ASSIGNED TASK: Give again, word for word, every line below from the one that has "synthesized for the" through the one that has "let mut menu_index = MenuIndex::new();", both included, and no others.

____ DATA EXCERPTS

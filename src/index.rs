//! Index facade: the single object the rest of the system depends on.
//!
//! [`IndexManager::new`] validates the content layout, then either loads
//! every index from the cache (when the slug-index sentinel file exists) or
//! runs the four builders in dependency order and persists the results.
//! Once constructed the indexes are immutable; queries never touch the
//! filesystem.
//!
//! ## Rebuild vs load
//!
//! ```text
//! new(root)
//!   ├─ validate common/categories, common/pages, user-data
//!   ├─ ensure cache/indexes is writable
//!   ├─ sentinel (slugindex.inx) present? ── yes ─→ load every .inx file
//!   └─ no ─→ build categories → pages/menus → posts → composites,
//!            merge the slug index, persist everything (sentinel last)
//! ```
//!
//! The rebuild is staged: all indexes are built in memory before the first
//! cache file is written, so a malformed content file aborts the rebuild
//! without leaving a partial cache generation behind.
//!
//! Single-writer assumption: nothing here locks. Concurrent rebuilds from
//! multiple processes must be serialized by the caller (e.g. index once at
//! deploy time, then serve).

use crate::build;
use crate::cache::{self, CacheError};
use crate::naming::NamingError;
use crate::scan::ScanError;
use crate::types::{CatToPost, Element, Index, MenuIndex, TAG_INDEX_KEY, TagToPost};
use std::fs;
use std::path::{Path, PathBuf};
use thiserror::Error;

const CATEGORIES_DIR: &str = "common/categories";
const PAGES_DIR: &str = "common/pages";
const LANDING_DIR: &str = "common/landing";
const USER_DATA_DIR: &str = "user-data";
const INDEX_DIR: &str = "cache/indexes";

#[derive(Error, Debug)]
pub enum IndexError {
    #[error("IO error: {0}")]
    Io(#[from] std::io::Error),
    #[error("unable to validate the location of the content root [{0}]")]
    InvalidRoot(PathBuf),
    #[error("content directory format is invalid, directory does not exist [{0}]")]
    MissingDirectory(PathBuf),
    #[error("cannot create cache directory [{0}]: {1}")]
    CacheDir(PathBuf, std::io::Error),
    #[error(transparent)]
    Scan(#[from] ScanError),
    #[error(transparent)]
    Naming(#[from] NamingError),
    #[error(transparent)]
    Cache(#[from] CacheError),
    #[error("malformed content file [{path}]: {source}")]
    MalformedContent {
        path: PathBuf,
        source: serde_json::Error,
    },
    #[error("key [{0}] does not exist in the index, check element_exists() first")]
    UnknownSlug(String),
}

/// Resolved locations of every section under one content root.
#[derive(Debug, Clone)]
pub struct SiteLayout {
    root: PathBuf,
}

impl SiteLayout {
    /// Resolve and validate a content root. The three required section
    /// directories must exist; anything else is a configuration error.
    pub fn new(root: &Path) -> Result<Self, IndexError> {
        let root = root
            .canonicalize()
            .map_err(|_| IndexError::InvalidRoot(root.to_path_buf()))?;
        let layout = Self { root };
        for dir in [
            layout.categories_dir(),
            layout.pages_dir(),
            layout.user_data_dir(),
        ] {
            if !dir.is_dir() {
                return Err(IndexError::MissingDirectory(dir));
            }
        }
        Ok(layout)
    }

    pub fn root(&self) -> &Path {
        &self.root
    }

    pub fn categories_dir(&self) -> PathBuf {
        self.root.join(CATEGORIES_DIR)
    }

    pub fn pages_dir(&self) -> PathBuf {
        self.root.join(PAGES_DIR)
    }

    pub fn landing_dir(&self) -> PathBuf {
        self.root.join(LANDING_DIR)
    }

    pub fn user_data_dir(&self) -> PathBuf {
        self.root.join(USER_DATA_DIR)
    }

    pub fn index_dir(&self) -> PathBuf {
        self.root.join(INDEX_DIR)
    }

    fn index_file(&self, name: &str) -> PathBuf {
        self.index_dir().join(name)
    }
}

/// Owns every index for the lifetime of the process and serves lookups to
/// the rendering layer.
#[derive(Debug)]
pub struct IndexManager {
    layout: SiteLayout,
    slug_index: Index,
    category_index: Index,
    page_index: Index,
    post_index: Index,
    tag_index: Index,
    menu_index: MenuIndex,
    tag_to_post: TagToPost,
    cat_to_post: CatToPost,
}

impl IndexManager {
    /// Validate the layout, then load the cache if the sentinel file is
    /// present or run a full rebuild if it is not.
    pub fn new(root: &Path) -> Result<Self, IndexError> {
        let layout = SiteLayout::new(root)?;
        let index_dir = layout.index_dir();
        fs::create_dir_all(&index_dir).map_err(|e| IndexError::CacheDir(index_dir, e))?;

        let mut manager = Self {
            layout,
            slug_index: Index::new(),
            category_index: Index::new(),
            page_index: Index::new(),
            post_index: Index::new(),
            tag_index: Index::new(),
            menu_index: MenuIndex::new(),
            tag_to_post: TagToPost::new(),
            cat_to_post: CatToPost::new(),
        };
        if manager.layout.index_file(cache::SLUG_INDEX_FILE).exists() {
            manager.load()?;
        } else {
            manager.rebuild()?;
        }
        Ok(manager)
    }

    /// Force a full rebuild, overwriting any existing cache files.
    pub fn reindex(&mut self) -> Result<(), IndexError> {
        self.rebuild()
    }

    fn rebuild(&mut self) -> Result<(), IndexError> {
        let built = build::build_all(&self.layout)?;

        // Merged view. Later sources override earlier ones on key
        // collision: post, category, page, tag.
        let mut slug_index = built.posts.clone();
        slug_index.extend(built.categories.clone());
        slug_index.extend(built.pages.clone());
        slug_index.extend(built.tags.clone());

        cache::write_index(&self.layout.index_file(cache::CAT_INDEX_FILE), &built.categories)?;
        cache::write_index(&self.layout.index_file(cache::PAGE_INDEX_FILE), &built.pages)?;
        cache::write_index(&self.layout.index_file(cache::POST_INDEX_FILE), &built.posts)?;
        cache::write_index(&self.layout.index_file(cache::TAG_INDEX_FILE), &built.tags)?;
        cache::write_index(&self.layout.index_file(cache::MENU_INDEX_FILE), &built.menus)?;
        cache::write_index(
            &self.layout.index_file(cache::TAG2POST_INDEX_FILE),
            &built.tag_to_post,
        )?;
        cache::write_index(
            &self.layout.index_file(cache::CAT2POST_INDEX_FILE),
            &built.cat_to_post,
        )?;
        // The sentinel goes last: its presence marks a complete generation.
        cache::write_index(&self.layout.index_file(cache::SLUG_INDEX_FILE), &slug_index)?;

        self.category_index = built.categories;
        self.page_index = built.pages;
        self.post_index = built.posts;
        self.tag_index = built.tags;
        self.menu_index = built.menus;
        self.tag_to_post = built.tag_to_post;
        self.cat_to_post = built.cat_to_post;
        self.slug_index = slug_index;
        Ok(())
    }

    fn load(&mut self) -> Result<(), IndexError> {
        self.category_index = cache::load_index(&self.layout.index_file(cache::CAT_INDEX_FILE))?;
        self.page_index = cache::load_index(&self.layout.index_file(cache::PAGE_INDEX_FILE))?;
        self.post_index = cache::load_index(&self.layout.index_file(cache::POST_INDEX_FILE))?;
        self.tag_index = cache::load_index(&self.layout.index_file(cache::TAG_INDEX_FILE))?;
        self.menu_index = cache::load_index(&self.layout.index_file(cache::MENU_INDEX_FILE))?;
        self.tag_to_post =
            cache::load_index(&self.layout.index_file(cache::TAG2POST_INDEX_FILE))?;
        self.cat_to_post =
            cache::load_index(&self.layout.index_file(cache::CAT2POST_INDEX_FILE))?;
        self.slug_index = cache::load_index(&self.layout.index_file(cache::SLUG_INDEX_FILE))?;
        Ok(())
    }

    pub fn layout(&self) -> &SiteLayout {
        &self.layout
    }

    /// True iff `slug` is a key of the merged slug index.
    pub fn element_exists(&self, slug: &str) -> bool {
        self.slug_index.contains_key(slug)
    }

    /// Look up one element by slug.
    ///
    /// Callers must check [`element_exists`](Self::element_exists) first; an
    /// unknown slug here is a programming error, not a user-facing
    /// condition.
    pub fn element(&self, slug: &str) -> Result<&Element, IndexError> {
        self.slug_index
            .get(slug)
            .ok_or_else(|| IndexError::UnknownSlug(slug.to_string()))
    }

    pub fn posts_index(&self) -> &Index {
        &self.post_index
    }

    pub fn categories_index(&self) -> &Index {
        &self.category_index
    }

    pub fn page_index(&self) -> &Index {
        &self.page_index
    }

    pub fn tag_index(&self) -> &Index {
        &self.tag_index
    }

    pub fn menus_index(&self) -> &MenuIndex {
        &self.menu_index
    }

    pub fn tag_to_post(&self) -> &TagToPost {
        &self.tag_to_post
    }

    pub fn cat_to_post(&self) -> &CatToPost {
        &self.cat_to_post
    }

    /// Posts carrying the given tag (without the `tag/` prefix), or `None`
    /// for an unknown tag.
    pub fn posts_for_tag(&self, tag: &str) -> Option<Vec<&Element>> {
        let slugs = self.tag_to_post.get(&format!("{TAG_INDEX_KEY}/{tag}"))?;
        Some(
            slugs
                .iter()
                .filter_map(|slug| self.post_index.get(slug))
                .collect(),
        )
    }

    /// Posts recorded for the given category, or `None` for an unknown
    /// category. The cat2post index holds a single slug per category, so
    /// this returns at most one element.
    pub fn posts_for_category(&self, category: &str) -> Option<Vec<&Element>> {
        let slug = self.cat_to_post.get(category)?;
        Some(self.post_index.get(slug).into_iter().collect())
    }
}
use clap::{Parser, Subcommand};
use flatsite::index::{IndexManager, SiteLayout};
use flatsite::{build, config, output};
use std::path::PathBuf;

#[derive(Parser)]
#[command(name = "flatsite")]
#[command(about = "Indexer for flat-file content sites")]
#[command(long_about = "\
Indexer for flat-file content sites

Your directory tree is the database. Categories, pages and posts live as
JSON files under a conventional layout; the indexer derives slugs, dates,
tags and menu membership from names alone and caches the result.

Content structure:

  site/
  ├── config.toml                     # Site config (optional)
  ├── common/
  │   ├── categories/harvesting.json  # Category (slug = file stem)
  │   ├── pages/index.json            # Root page (slug = /)
  │   ├── pages/apiaries/index.json   # Section page (slug = apiaries)
  │   └── landing/{tags,category,blog}/index.json
  ├── user-data/@user/posts/<category>/<type>/
  │   └── 20210101083000_tagone,tagtwo_harvest-time.json
  └── cache/indexes/*.inx             # Written by the indexer

Post filenames encode date, tags and title positionally; the canonical
post slug is {year}/{month}/{title}.")]
#[command(version)]
struct Cli {
    /// Site root directory
    #[arg(long, default_value = "site", global = true)]
    root: PathBuf,

    #[command(subcommand)]
    command: Command,
}

#[derive(Subcommand)]
enum Command {
    /// Build the indexes (or load them when a cache is present)
    Build,
    /// Force a full rebuild, overwriting any cached indexes
    Reindex,
    /// Validate the content tree without writing anything
    Check,
    /// Look up one element by slug
    Lookup { slug: String },
    /// List a pagination page of post slugs
    Posts {
        #[arg(long, default_value_t = 1)]
        page: usize,
    },
}

fn main() -> Result<(), Box<dyn std::error::Error>> {
    let cli = Cli::parse();
    let site_config = config::load_config(&cli.root)?;

    match cli.command {
        Command::Build => {
            let manager = IndexManager::new(&cli.root)?;
            println!("==> {}", site_config.site.name);
            for line in output::format_summary(&manager) {
                println!("{line}");
            }
        }
        Command::Reindex => {
            let mut manager = IndexManager::new(&cli.root)?;
            manager.reindex()?;
            println!("==> Reindexed {}", cli.root.display());
            for line in output::format_summary(&manager) {
                println!("{line}");
            }
        }
        Command::Check => {
            let layout = SiteLayout::new(&cli.root)?;
            let built = build::build_all(&layout)?;
            println!(
                "==> Content is valid: {} categories, {} pages, {} posts, {} tags",
                built.categories.len(),
                built.pages.len(),
                built.posts.len(),
                built.tags.len()
            );
        }
        Command::Lookup { slug } => {
            let manager = IndexManager::new(&cli.root)?;
            if !manager.element_exists(&slug) {
                println!("not found: {slug}");
                std::process::exit(1);
            }
            for line in output::format_element(manager.element(&slug)?) {
                println!("{line}");
            }
        }
        Command::Posts { page } => {
            let manager = IndexManager::new(&cli.root)?;
            let per_page = site_config.content.posts_per_page;
            let posts: Vec<_> = manager
                .posts_index()
                .values()
                .skip(page.saturating_sub(1) * per_page)
                .take(per_page)
                .collect();
            for post in posts {
                println!("{}  {}", post.date, post.key);
            }
        }
    }

    Ok(())
}
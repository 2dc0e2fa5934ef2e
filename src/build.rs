//! Per-section index builders.
//!
//! Four builders run in dependency order — categories, pages (+ menus),
//! posts, then the composite tag/tag2post/cat2post indexes, which derive
//! from the post index. [`build_all`] constructs everything in memory and
//! returns it; persistence is the facade's job, so a failure anywhere here
//! leaves no cache file behind.

use crate::index::{IndexError, SiteLayout};
use crate::menus;
use crate::naming;
use crate::scan;
use crate::types::{
    BLOG_INDEX_KEY, CAT_INDEX_KEY, CatToPost, CONTENT_FILE_EXT, Element, Index, MenuIndex,
    Section, TAG_INDEX_KEY, TagToPost,
};

/// Everything one rebuild pass produces.
#[derive(Debug)]
pub struct BuiltIndexes {
    pub categories: Index,
    pub pages: Index,
    pub posts: Index,
    pub tags: Index,
    pub menus: MenuIndex,
    pub tag_to_post: TagToPost,
    pub cat_to_post: CatToPost,
}

/// Run every builder in dependency order.
pub fn build_all(layout: &SiteLayout) -> Result<BuiltIndexes, IndexError> {
    let categories = build_category_index(layout)?;
    let (pages, menus) = build_page_index(layout)?;
    let posts = build_post_index(layout)?;
    let (tags, tag_to_post, cat_to_post) = build_composite_indexes(&posts);
    Ok(BuiltIndexes {
        categories,
        pages,
        posts,
        tags,
        menus,
        tag_to_post,
        cat_to_post,
    })
}

/// Categories live flat under `common/categories`; the slug is the file
/// stem.
fn build_category_index(layout: &SiteLayout) -> Result<Index, IndexError> {
    let categories_root = layout.categories_dir();
    let pattern = categories_root.join(format!("*.{CONTENT_FILE_EXT}"));
    let mut index = Index::new();
    for path in scan::glob_match(&pattern.to_string_lossy())? {
        let key = naming::category_slug(&categories_root, &path);
        index.insert(key.clone(), Element::bare(key, &path, Section::Category));
    }
    Ok(index)
}

/// Pages are scanned recursively and processed in lexicographic path order,
/// which is the only determinism guarantee for menu tie-breaking. On top of
/// the scanned files, three landing-page elements are synthesized for the
/// reserved tag, category and blog listing slugs.
fn build_page_index(layout: &SiteLayout) -> Result<(Index, MenuIndex), IndexError> {
    let pages_root = layout.pages_dir();
    let mut files = scan::scan_tree(&pages_root)?;
    files.sort();

    let mut index = Index::new();
    let mut menu_index = MenuIndex::new();
    for path in files {
        let key = naming::page_slug(&pages_root, &path);
        menus::merge_menus(&mut menu_index, menus::extract_menus(&key, &path)?);
        index.insert(key.clone(), Element::bare(key, &path, Section::Page));
    }

    for (key, dir, section) in [
        (TAG_INDEX_KEY, "tags", Section::Tag),
        (CAT_INDEX_KEY, "category", Section::Category),
        (BLOG_INDEX_KEY, "blog", Section::Post),
    ] {
        let path = layout
            .landing_dir()
            .join(dir)
            .join(format!("index.{CONTENT_FILE_EXT}"));
        if path.is_file() {
            menus::merge_menus(&mut menu_index, menus::extract_menus(key, &path)?);
        }
        index.insert(key.to_string(), Element::bare(key, &path, section));
    }

    menus::sort_menus(&mut menu_index);
    Ok((index, menu_index))
}

/// Posts sit at the fixed depth `user-data/{user}/posts/{category}/{kind}`.
/// Date, tags and title come from the filename; category, kind and username
/// from the directory components. Two posts resolving to the same
/// `{year}/{month}/{title}` slug collide silently: the later one wins.
fn build_post_index(layout: &SiteLayout) -> Result<Index, IndexError> {
    let user_data_root = layout.user_data_dir();
    let pattern = user_data_root
        .join("*")
        .join("posts")
        .join("*")
        .join("*")
        .join(format!("*.{CONTENT_FILE_EXT}"));

    let mut index = Index::new();
    for path in scan::glob_match(&pattern.to_string_lossy())? {
        let stem = path
            .file_stem()
            .map(|s| s.to_string_lossy().into_owned())
            .unwrap_or_default();
        let decoded = naming::decode_post_filename(&stem)?;
        let (username, category, kind) = naming::decode_post_path(&user_data_root, &path)?;
        let key = naming::post_slug(&decoded);
        index.insert(
            key.clone(),
            Element {
                key,
                path: path.to_string_lossy().into_owned(),
                section: Section::Post,
                category,
                kind,
                username,
                date: decoded.date,
                tags: decoded.tags,
            },
        );
    }
    Ok(index)
}

/// Derive the tag index and both composite indexes from the post index.
///
/// `tag2post` appends every post carrying a tag; `cat2post` assigns, so
/// only the last-seen post per category survives. That asymmetry matches
/// the original system's observable behavior (see DESIGN.md).
fn build_composite_indexes(posts: &Index) -> (Index, TagToPost, CatToPost) {
    let mut tags = Index::new();
    let mut tag_to_post = TagToPost::new();
    let mut cat_to_post = CatToPost::new();
    for post in posts.values() {
        for tag in &post.tags {
            let tag_key = format!("{TAG_INDEX_KEY}/{tag}");
            tags.entry(tag_key.clone())
                .or_insert_with(|| Element::tag(tag_key.clone()));
            tag_to_post.entry(tag_key).or_default().push(post.key.clone());
        }
        cat_to_post.insert(post.category.clone(), post.key.clone());
    }
    (tags, tag_to_post, cat_to_post)
}
//! Slug and metadata decoding for content paths.
//!
//! The content tree has no database: everything the indexer knows about a
//! file is encoded positionally in its name and its parent directories.
//! This module is the single place where that implicit schema is decoded.
//!
//! ## Post filenames
//!
//! Posts follow `YYYYMMDDHHMMSS_tag1,tag2,...,tagN_title` (extension already
//! stripped):
//!
//! ```text
//! 20210101000000_tagone,tagtwo_harvest-time
//! └────14 digits┘└── tag list ─┘└── title ──┘
//! ```
//!
//! The tag list may be empty (`20210101030000__welcome`). The canonical post
//! slug is `{year}/{month}/{title}`, sliced from the date.
//!
//! ## Pages and categories
//!
//! Page and category slugs come from the file's path relative to its section
//! root, separators normalized to `/` and extension stripped. A page path
//! ending in `/index` represents its parent directory, and the root index
//! page maps to the slug `/`.

use crate::types::HOME_INDEX_KEY;
use std::path::{Path, PathBuf};
use thiserror::Error;

#[derive(Error, Debug, PartialEq)]
pub enum NamingError {
    #[error("content filename is too short [{0}]")]
    TooShort(String),
    #[error("content filename syntax error [{0}]")]
    Syntax(String),
    #[error("post path does not match user-data/<user>/posts/<category>/<type> [{0}]")]
    Layout(PathBuf),
}

/// Decoded pieces of a post filename stem.
#[derive(Debug, Clone, PartialEq)]
pub struct PostName {
    /// Raw 14-digit timestamp string.
    pub date: String,
    pub tags: Vec<String>,
    pub title: String,
}

/// Decode a post filename stem (extension already stripped).
///
/// The stem must be at least 17 bytes: 14 date digits, a separator, at
/// least an empty tag list plus separator, and a non-empty title.
pub fn decode_post_filename(stem: &str) -> Result<PostName, NamingError> {
    if stem.len() < 17 {
        return Err(NamingError::TooShort(stem.to_string()));
    }
    let bytes = stem.as_bytes();
    if !bytes[..14].iter().all(u8::is_ascii_digit) || bytes[14] != b'_' {
        return Err(NamingError::Syntax(stem.to_string()));
    }
    let date = stem[..14].to_string();
    // The tag list runs from offset 15 to the next separator.
    let rest = &stem[15..];
    let Some(sep) = rest.find('_') else {
        return Err(NamingError::Syntax(stem.to_string()));
    };
    let title = &rest[sep + 1..];
    if title.is_empty() {
        return Err(NamingError::Syntax(stem.to_string()));
    }
    let tags = rest[..sep]
        .split(',')
        .filter(|t| !t.is_empty())
        .map(str::to_string)
        .collect();
    Ok(PostName {
        date,
        tags,
        title: title.to_string(),
    })
}

/// Canonical post slug: `{year}/{month}/{title}`.
pub fn post_slug(name: &PostName) -> String {
    format!("{}/{}/{}", &name.date[..4], &name.date[4..6], name.title)
}

/// Recover `(username, category, kind)` from a post path's directory
/// components, which must sit at the validated fixed depth
/// `user-data/{username}/posts/{category}/{kind}/{file}`.
pub fn decode_post_path(
    user_data_root: &Path,
    path: &Path,
) -> Result<(String, String, String), NamingError> {
    let rel = path
        .strip_prefix(user_data_root)
        .map_err(|_| NamingError::Layout(path.to_path_buf()))?;
    let parts: Vec<String> = rel
        .components()
        .map(|c| c.as_os_str().to_string_lossy().into_owned())
        .collect();
    if parts.len() != 5 || parts[1] != "posts" {
        return Err(NamingError::Layout(path.to_path_buf()));
    }
    Ok((parts[0].clone(), parts[2].clone(), parts[3].clone()))
}

/// Slug for a category file: relative path with the extension stripped.
pub fn category_slug(categories_root: &Path, path: &Path) -> String {
    relative_slug(categories_root, path)
}

/// Slug for a page file.
///
/// Index pages represent their parent directory: `apiaries/index.json`
/// becomes `apiaries`, and the root `index.json` becomes `/`.
pub fn page_slug(pages_root: &Path, path: &Path) -> String {
    let slug = relative_slug(pages_root, path);
    if slug == "index" {
        return HOME_INDEX_KEY.to_string();
    }
    match slug.strip_suffix("/index") {
        Some(parent) => parent.to_string(),
        None => slug,
    }
}

/// Relative path with separators normalized to `/` and extension stripped.
fn relative_slug(root: &Path, path: &Path) -> String {
    let rel = path.strip_prefix(root).unwrap_or(path);
    let parts: Vec<String> = rel
        .with_extension("")
        .components()
        .map(|c| c.as_os_str().to_string_lossy().into_owned())
        .collect();
    parts.join("/")
}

________

TASK RESULT:
/// the scanned files, three landing-page elements are synthesized for the
/// reserved tag, category and blog listing slugs.
fn build_page_index(layout: &SiteLayout) -> Result<(Index, MenuIndex), IndexError> {
    let pages_root = layout.pages_dir();
    let mut files = scan::scan_tree(&pages_root)?;
    files.sort();

    let mut index = Index::new();
    let mut menu_index = MenuIndex::new();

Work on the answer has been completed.